Human lymphoblasts were exposed in vitro to various concentrations of formaldehyde (HCHO) in single and multiple treatment regimens to determine relative mutagenic efficiency. Single treatments of HCHO (0-150 microM X 2 h) resulted in a nonlinear increase in induced mutant fraction at the thymidine kinase locus with increasing slope at concentrations above 125 microM. Only HCHO exposures of 125 microM X 2 h or greater produced significant effects on the growth rate of the lymphoblasts. Cultures were also exposed to either three treatments of 50 microM X 2 h, five treatments of 30 microM X 2 h, or ten treatments of 15 microM X 2 h; multiple treatments were administered on different days.
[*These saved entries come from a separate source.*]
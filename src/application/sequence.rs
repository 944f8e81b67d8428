//! Last-request-wins bookkeeping shared by every controller.

/// Monotonic token source.
///
/// Each outbound request is tagged with the value returned by [`issue`].
/// A response may only mutate state while its token is still current;
/// [`invalidate`] retires the outstanding token without issuing a new one.
///
/// [`issue`]: RequestSequence::issue
/// [`invalidate`]: RequestSequence::invalidate
#[derive(Debug, Default)]
pub struct RequestSequence {
    current: u64,
}

impl RequestSequence {
    #[must_use]
    pub fn new() -> Self {
        Self::default()
    }

    /// Issue a token for a new request, superseding all earlier ones.
    pub fn issue(&mut self) -> u64 {
        self.current += 1;
        self.current
    }

    /// Retire the outstanding token.
    pub fn invalidate(&mut self) {
        self.current += 1;
    }

    #[must_use]
    pub fn is_current(&self, token: u64) -> bool {
        token != 0 && token == self.current
    }
}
These multiple treatments resulted in increases in mutant fraction, although their combined effect was less than a single treatment of equivalent concentration X time (150 microM X 2 h). Exposure of lymphoblasts to four treatments of 150 microM X 2 h HCHO failed to induce mutations at the ouabain resistance locus. Cultures of lymphoblasts receiving a single treatment of HCHO (0-600 microM X 2 h) were analyzed by the alkaline elution technique to detect the presence of DNA-protein crosslinks. HCHO treatment resulted in a significant nonlinear increase in DNA-protein crosslinks at concentrations greater than 50 microM X 2 h, which correlated with the onset of significant toxicity in this cell line. Holding the culture for 24 h resulted in complete removal of the crosslinks. These data indicate that both the induction of mutations and the formation of DNA-protein crosslinks by HCHO are nonlinear functions in human lymphoblasts and occur at overlapping concentration ranges.